Colombo é 278º em ranking de cidades sustentáveis - Jornal de Colombo

Colombo é 278º em ranking de cidades sustentáveis

Colombo é 278º em ranking de cidades sustentáveis

Na última semana, o Programa Cidades Sustentáveis divulgou o Índice de Desenvolvimento Sustentável das Cidades (IDSC-BR), que avaliou 770 municípios brasileiros em relação ao cumprimento dos Objetivos de Desenvolvimento Sustentável (ODS), estabelecidos pela Organização das Nações Unidas (ONU). Neste ranking, Colombo aparece em 278º, com uma nota de 57,08 (de uma pontuação máxima de 100

Na última semana, o Programa Cidades Sustentáveis divulgou o Índice de Desenvolvimento Sustentável das Cidades (IDSC-BR), que avaliou 770 municípios brasileiros em relação ao cumprimento dos Objetivos de Desenvolvimento Sustentável (ODS), estabelecidos pela Organização das Nações Unidas (ONU).

Neste ranking, Colombo aparece em 278º, com uma nota de 57,08 (de uma pontuação máxima de 100 pontos). Entre as cidades paranaenses, Colombo aparece na 55ª posição.

O estudo avaliou 17 itens diferentes.
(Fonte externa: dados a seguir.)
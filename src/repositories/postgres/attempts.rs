use std::collections::HashMap;

use async_trait::async_trait;
use sqlx::PgPool;
use time::PrimitiveDateTime;

use crate::db::models::{Attempt, AttemptAnswer};
use crate::db::types::AttemptStatus;
use crate::repositories::{
    AttemptRepository, Grader, InsertOutcome, RepoError, RepoResult, Rescore,
};

const ATTEMPT_COLUMNS: &str = "\
    id, test_id, user_id, status, started_at, submitted_at, score, is_passed";

const ANSWER_COLUMNS: &str = "\
    id, attempt_id, question_id, answer, is_correct, points_awarded, \
    manual_grading_required, feedback, created_at, updated_at";

pub(crate) struct PgAttempts {
    pool: PgPool,
}

impl PgAttempts {
    pub(crate) fn new(pool: PgPool) -> Self {
        Self { pool }
    }

    async fn answers_of(
        &self,
        executor: impl sqlx::PgExecutor<'_>,
        attempt_id: &str,
    ) -> Result<Vec<AttemptAnswer>, sqlx::Error> {
        sqlx::query_as::<_, AttemptAnswer>(&format!(
            "SELECT {ANSWER_COLUMNS} FROM attempt_answers
             WHERE attempt_id = $1
             ORDER BY created_at, id"
        ))
        .bind(attempt_id)
        .fetch_all(executor)
        .await
    }
}

#[async_trait]
impl AttemptRepository for PgAttempts {
    async fn find_by_id(&self, id: &str) -> RepoResult<Option<Attempt>> {
        let attempt = sqlx::query_as::<_, Attempt>(&format!(
            "SELECT {ATTEMPT_COLUMNS} FROM attempts WHERE id = $1"
        ))
        .bind(id)
        .fetch_optional(&self.pool)
        .await?;

        let Some(mut attempt) = attempt else {
            return Ok(None);
        };
        attempt.answers = self.answers_of(&self.pool, &attempt.id).await?;
        Ok(Some(attempt))
    }

    async fn find_active(&self, test_id: &str, user_id: &str) -> RepoResult<Option<Attempt>> {
        let attempt = sqlx::query_as::<_, Attempt>(&format!(
            "SELECT {ATTEMPT_COLUMNS} FROM attempts
             WHERE test_id = $1 AND user_id = $2 AND status = $3"
        ))
        .bind(test_id)
        .bind(user_id)
        .bind(AttemptStatus::InProgress)
        .fetch_optional(&self.pool)
        .await?;

        let Some(mut attempt) = attempt else {
            return Ok(None);
        };
        attempt.answers = self.answers_of(&self.pool, &attempt.id).await?;
        Ok(Some(attempt))
    }

    async fn count_by_test_and_user(&self, test_id: &str, user_id: &str) -> RepoResult<i64> {
        let count =
            sqlx::query_scalar("SELECT COUNT(*) FROM attempts WHERE test_id = $1 AND user_id = $2")
                .bind(test_id)
                .bind(user_id)
                .fetch_one(&self.pool)
                .await?;
        Ok(count)
    }

    async fn insert_or_get_active(&self, attempt: &Attempt) -> RepoResult<InsertOutcome<Attempt>> {
        let result = sqlx::query(&format!(
            "INSERT INTO attempts ({ATTEMPT_COLUMNS})
             VALUES ($1,$2,$3,$4,$5,$6,$7,$8)
             ON CONFLICT DO NOTHING"
        ))
        .bind(&attempt.id)
        .bind(&attempt.test_id)
        .bind(&attempt.user_id)
        .bind(attempt.status)
        .bind(attempt.started_at)
        .bind(attempt.submitted_at)
        .bind(attempt.score)
        .bind(attempt.is_passed)
        .execute(&self.pool)
        .await?;

        if result.rows_affected() > 0 {
            return Ok(InsertOutcome::Inserted(attempt.clone()));
        }

        // Lost the race on uq_attempts_one_in_progress.
        match self.find_active(&attempt.test_id, &attempt.user_id).await? {
            Some(existing) => Ok(InsertOutcome::AlreadyExists(existing)),
            None => Err(RepoError::Conflict(format!(
                "attempt for test {} could not be created",
                attempt.test_id
            ))),
        }
    }

    async fn upsert_answer(&self, answer: &AttemptAnswer) -> RepoResult<Option<AttemptAnswer>> {
        let mut tx = self.pool.begin().await?;

        let in_progress = sqlx::query_scalar::<_, String>(
            "SELECT id FROM attempts WHERE id = $1 AND status = $2 FOR SHARE",
        )
        .bind(&answer.attempt_id)
        .bind(AttemptStatus::InProgress)
        .fetch_optional(&mut *tx)
        .await?;
        if in_progress.is_none() {
            return Ok(None);
        }

        let stored = sqlx::query_as::<_, AttemptAnswer>(&format!(
            "INSERT INTO attempt_answers ({ANSWER_COLUMNS})
             VALUES ($1,$2,$3,$4,NULL,NULL,FALSE,NULL,$5,$5)
             ON CONFLICT (attempt_id, question_id) DO UPDATE
                 SET answer = EXCLUDED.answer,
                     is_correct = NULL,
                     points_awarded = NULL,
                     manual_grading_required = FALSE,
                     feedback = NULL,
                     updated_at = EXCLUDED.updated_at
             RETURNING {ANSWER_COLUMNS}"
        ))
        .bind(&answer.id)
        .bind(&answer.attempt_id)
        .bind(&answer.question_id)
        .bind(&answer.answer)
        .bind(answer.updated_at)
        .fetch_one(&mut *tx)
        .await?;

        tx.commit().await?;
        Ok(Some(stored))
    }

    async fn finalize(
        &self,
        attempt_id: &str,
        submitted_at: PrimitiveDateTime,
        grade: Grader<'_>,
    ) -> RepoResult<Option<Attempt>> {
        let mut tx = self.pool.begin().await?;

        // Conflicts with the FOR SHARE taken by upsert_answer.
        let attempt = sqlx::query_as::<_, Attempt>(&format!(
            "SELECT {ATTEMPT_COLUMNS} FROM attempts WHERE id = $1 AND status = $2 FOR UPDATE"
        ))
        .bind(attempt_id)
        .bind(AttemptStatus::InProgress)
        .fetch_optional(&mut *tx)
        .await?;
        let Some(mut attempt) = attempt else {
            return Ok(None);
        };

        attempt.answers = self.answers_of(&mut *tx, &attempt.id).await?;
        let (score, is_passed) = grade(&mut attempt.answers);

        sqlx::query(
            "UPDATE attempts
             SET status = $2, submitted_at = $3, score = $4, is_passed = $5
             WHERE id = $1",
        )
        .bind(&attempt.id)
        .bind(AttemptStatus::Submitted)
        .bind(submitted_at)
        .bind(score)
        .bind(is_passed)
        .execute(&mut *tx)
        .await?;

        for answer in &attempt.answers {
            sqlx::query(
                "UPDATE attempt_answers
                 SET is_correct = $2, points_awarded = $3, manual_grading_required = $4,
                     updated_at = $5
                 WHERE id = $1",
            )
            .bind(&answer.id)
            .bind(answer.is_correct)
            .bind(answer.points_awarded)
            .bind(answer.manual_grading_required)
            .bind(answer.updated_at)
            .execute(&mut *tx)
            .await?;
        }

        tx.commit().await?;
        attempt.status = AttemptStatus::Submitted;
        attempt.submitted_at = Some(submitted_at);
        attempt.score = Some(score);
        attempt.is_passed = Some(is_passed);
        Ok(Some(attempt))
    }

    async fn apply_grade(
        &self,
        answer: &AttemptAnswer,
        rescore: Rescore<'_>,
    ) -> RepoResult<Option<Attempt>> {
        let mut tx = self.pool.begin().await?;

        let attempt = sqlx::query_as::<_, Attempt>(&format!(
            "SELECT {ATTEMPT_COLUMNS} FROM attempts WHERE id = $1 AND status = $2 FOR UPDATE"
        ))
        .bind(&answer.attempt_id)
        .bind(AttemptStatus::Submitted)
        .fetch_optional(&mut *tx)
        .await?;
        let Some(mut attempt) = attempt else {
            return Ok(None);
        };

        sqlx::query(
            "UPDATE attempt_answers
             SET is_correct = $3, points_awarded = $4, feedback = $5, updated_at = $6
             WHERE id = $1 AND attempt_id = $2",
        )
        .bind(&answer.id)
        .bind(&answer.attempt_id)
        .bind(answer.is_correct)
        .bind(answer.points_awarded)
        .bind(&answer.feedback)
        .bind(answer.updated_at)
        .execute(&mut *tx)
        .await?;

        attempt.answers = self.answers_of(&mut *tx, &attempt.id).await?;
        let (score, is_passed) = rescore(&attempt.answers);
        sqlx::query("UPDATE attempts SET score = $2, is_passed = $3 WHERE id = $1")
            .bind(&attempt.id)
            .bind(score)
            .bind(is_passed)
            .execute(&mut *tx)
            .await?;

        tx.commit().await?;
        attempt.score = Some(score);
        attempt.is_passed = Some(is_passed);
        Ok(Some(attempt))
    }

    async fn list_by_user(&self, user_id: &str) -> RepoResult<Vec<Attempt>> {
        let attempts = sqlx::query_as::<_, Attempt>(&format!(
            "SELECT {ATTEMPT_COLUMNS} FROM attempts WHERE user_id = $1 ORDER BY started_at DESC"
        ))
        .bind(user_id)
        .fetch_all(&self.pool)
        .await?;
        Ok(attempts)
    }

    async fn list_by_test(&self, test_id: &str) -> RepoResult<Vec<Attempt>> {
        let mut attempts = sqlx::query_as::<_, Attempt>(&format!(
            "SELECT {ATTEMPT_COLUMNS} FROM attempts WHERE test_id = $1 ORDER BY started_at DESC"
        ))
        .bind(test_id)
        .fetch_all(&self.pool)
        .await?;
        if attempts.is_empty() {
            return Ok(attempts);
        }

        let ids: Vec<String> = attempts.iter().map(|attempt| attempt.id.clone()).collect();
        let answers = sqlx::query_as::<_, AttemptAnswer>(&format!(
            "SELECT {ANSWER_COLUMNS} FROM attempt_answers
             WHERE attempt_id = ANY($1)
             ORDER BY created_at, id"
        ))
        .bind(&ids)
        .fetch_all(&self.pool)
        .await?;

        let mut grouped: HashMap<String, Vec<AttemptAnswer>> = HashMap::new();
        for answer in answers {
            grouped.entry(answer.attempt_id.clone()).or_default().push(answer);
        }
        for attempt in &mut attempts {
            attempt.answers = grouped.remove(&attempt.id).unwrap_or_default();
        }
        Ok(attempts)
    }
}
Segundo o relatório, Colombo já atingiu com excelência o item ‘Produção e Consumo Sustentáveis’ (que recebeu pontuação máxima) e a questão de ‘Energias Renováveis e Acessíveis’.
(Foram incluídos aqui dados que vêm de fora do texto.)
use axum::{
    extract::{Path, State},
    http::StatusCode,
    Json,
};
use validator::Validate;

use crate::api::errors::ApiError;
use crate::api::guards::CurrentUser;
use crate::core::state::AppState;
use crate::core::time::primitive_now_utc;
use crate::schemas::attempt::{AnswerResponse, AttemptResponse, ResultResponse, SaveAnswerRequest};
use crate::services::{attempts, results};

pub(super) async fn start_attempt(
    Path(test_id): Path<String>,
    CurrentUser(user_id): CurrentUser,
    State(state): State<AppState>,
) -> Result<(StatusCode, Json<AttemptResponse>), ApiError> {
    let attempt =
        attempts::start_attempt(state.repos(), &test_id, &user_id, primitive_now_utc()).await?;
    Ok((StatusCode::CREATED, Json(attempt.into())))
}

pub(super) async fn my_attempts(
    CurrentUser(user_id): CurrentUser,
    State(state): State<AppState>,
) -> Result<Json<Vec<AttemptResponse>>, ApiError> {
    let items = attempts::my_attempts(state.repos(), &user_id).await?;
    Ok(Json(items.into_iter().map(AttemptResponse::from).collect()))
}

pub(super) async fn get_attempt(
    Path(attempt_id): Path<String>,
    CurrentUser(user_id): CurrentUser,
    State(state): State<AppState>,
) -> Result<Json<AttemptResponse>, ApiError> {
    let attempt = attempts::get_attempt(state.repos(), &attempt_id, &user_id).await?;
    Ok(Json(attempt.into()))
}

pub(super) async fn save_answer(
    Path(attempt_id): Path<String>,
    CurrentUser(user_id): CurrentUser,
    State(state): State<AppState>,
    Json(payload): Json<SaveAnswerRequest>,
) -> Result<Json<AnswerResponse>, ApiError> {
    payload.validate().map_err(|e| ApiError::BadRequest(e.to_string()))?;

    let answer = attempts::save_answer(
        state.repos(),
        &attempt_id,
        &payload.question_id,
        payload.answer,
        &user_id,
        primitive_now_utc(),
    )
    .await?;
    Ok(Json(answer.into()))
}

pub(super) async fn submit_attempt(
    Path(attempt_id): Path<String>,
    CurrentUser(user_id): CurrentUser,
    State(state): State<AppState>,
) -> Result<Json<AttemptResponse>, ApiError> {
    let attempt =
        attempts::submit_attempt(state.repos(), &attempt_id, &user_id, primitive_now_utc())
            .await?;
    Ok(Json(attempt.into()))
}

pub(super) async fn get_result(
    Path(attempt_id): Path<String>,
    CurrentUser(user_id): CurrentUser,
    State(state): State<AppState>,
) -> Result<Json<ResultResponse>, ApiError> {
    let result = results::get_attempt_result(state.repos(), &attempt_id, &user_id).await?;
    Ok(Json(result.into()))
}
Alguns itens foram bem avaliados, mas ainda apresentam pontos a serem melhorados pelo município: a erradicação da pobreza e ações contra a mudança global do clima.

A maior parte da avaliação colombense considera que a cidade ainda tem desafios significativos a cumprir, como a erradicação da fome; a ampliação da rede de água e saneamento básico; o desenvolvimento do trabalho e o crescimento econômico; o desenvolvimento da indústria, a inovação e a infraestrutura; o desenvolvimento de comunidades sustentáveis; a proteção da vida aquática e a implementação de parcerias que possam fazer com que o município atinja os objetivos propostos.

Há ainda os itens que tiveram baixa avaliação, o que indica que Colombo necessita de uma mudança brusca para uma direção de progresso: saúde; educação; políticas de igualdade de gênero; redução das desigualdades; proteção da vida terrestres; e por fim, a promoção da paz, da justiça e de instituições que sejam eficazes em seus serviços.

Vale salientar, no entanto, que alguns índices analisados podem apresentar ligeira defasagem em relação à realidade, pois o estudo leva em conta dados oficiais ou de órgãos confiáveis. Sendo assim, muitos pontos avaliados tiveram como base o último Censo realizado, no ano de 2010, por exemplo.

O relatório de Colombo pode ser conferido a seguir:

Outros municípios

A maior parte dos municípios que aparecem nas primeiras posições são do estado de São Paulo. A líder é a pequena Morungaba, de apenas 14 mil habitantes, que recebeu nota 73,40. A primeira cidade de outro estado a aparecer posicionada é Rancho Queimado, do interior de Santa Catarina, na 24ª colocação.

A capital brasileira melhor posicionada é a capital paranaense, Curitiba, que recebeu nota 66,03. Chama a atenção, porém, que apesar de todo o desenvolvimento curitibano, itens essenciais, como a erradicação da pobreza, a saúde e a educação, estão entre os itens piores avaliados.

Nas cidades que circundam Curitiba, o município melhor colocado no ranking foi Pinhais, com nota 63,20. Entre os municípios paranaenses, a vizinha Pinhais fica na quarta colocação, atrás apenas da capital, de Sertanópolis e de Maringá.

Sobre o índice

O IDSC-BR é uma ferramenta que pretende gerar um movimento de transformação nas cidades brasileiras. A intenção é orientar a ação política municipal, definir referências e metas com base em indicadores de gestão e facilitar o monitoramento dos ODS em nível local. Há um índice para cada objetivo e outro para o conjunto dos 17 ODS. Desse modo, o índice apresenta uma avaliação dos progressos e desafios dos municípios brasileiros para o cumprimento da Agenda 2030, estabelecida pela ONU.

Entre as conclusões geradas pelo estudo, está a de que os municípios devem acelerar os processos para atingirem resultado satisfatório no cumprimento dos objetivos. O índice não considerou os efeitos gerados pela pandemia. Ou seja, se as cidades já apresentavam inúmeros desafios a serem superados anteriormente, agora, a situação tende a ser mais agravada.

A avaliação também destaca, negativamente, a grande desigualdade existente no país e o avanço do desmatamento que, de acordo com o programa, persiste em níveis muito elevados e é responsável por muitos impactos negativos em termos sociais, econômicos e ambientais.